[Exercise goal] State the number of lines that hold "samples" in the records below, with no other words.

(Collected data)
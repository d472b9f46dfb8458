//! Animated GIF export of a finished run using plotters.
//!
//! Black background, a marker per body at the current sample and the full
//! trail behind it. Body colors follow body order: cyan, magenta, yellow.

use anyhow::Result;
use log::{info, warn};
use plotters::prelude::*;

use crate::configuration::config::RenderConfig;
use crate::simulation::engine::SimulationOutput;
use crate::simulation::states::NVec2;
use crate::visualization::playback::PlaybackTiming;

const BODY_COLORS: [RGBColor; 3] = [CYAN, MAGENTA, YELLOW];
const TRAIL_ALPHA: f64 = 0.7;
const TRAIL_WIDTH: u32 = 2;
const MARKER_RADIUS: i32 = 6;

// GIF stores delays in centiseconds
const MIN_FRAME_DELAY_MS: f64 = 10.0;

fn finite(p: &&NVec2) -> bool {
    p.x.is_finite() && p.y.is_finite()
}

/// Write `render.output` and return the number of frames in it
/// An empty trajectory writes no file
pub fn export_gif(output: &SimulationOutput, render: &RenderConfig) -> Result<usize> {
    let trajectory = &output.trajectory;
    let samples = trajectory.len();
    let timing = PlaybackTiming::new(render.duration, samples, render.max_frames);

    if timing.frames == 0 {
        warn!("trajectory is empty, skipping GIF export");
        return Ok(0);
    }

    let delay_ms = timing.frame_interval_ms.max(MIN_FRAME_DELAY_MS).round() as u32;
    let root = BitMapBackend::gif(&render.output, (render.size, render.size), delay_ms)?
        .into_drawing_area();
    let e = render.extent;

    for frame in timing.frame_indices(samples) {
        root.fill(&BLACK)?;
        let mut chart = ChartBuilder::on(&root).build_cartesian_2d(-e..e, -e..e)?;

        for (path, color) in trajectory.bodies().iter().zip(BODY_COLORS) {
            let head = path[frame];
            let trail = path[..frame]
                .iter()
                .step_by(timing.stride)
                .chain(std::iter::once(&head))
                .filter(finite)
                .map(|p| (p.x, p.y));
            chart.draw_series(LineSeries::new(
                trail,
                color.mix(TRAIL_ALPHA).stroke_width(TRAIL_WIDTH),
            ))?;

            if head.x.is_finite() && head.y.is_finite() {
                chart.draw_series(std::iter::once(Circle::new(
                    (head.x, head.y),
                    MARKER_RADIUS,
                    color.filled(),
                )))?;
            }
        }

        root.present()?;
    }

    info!(
        "wrote {} frames ({} ms each) to {}",
        timing.frames,
        delay_ms,
        render.output.display()
    );

    Ok(timing.frames)
}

[Answer section] 3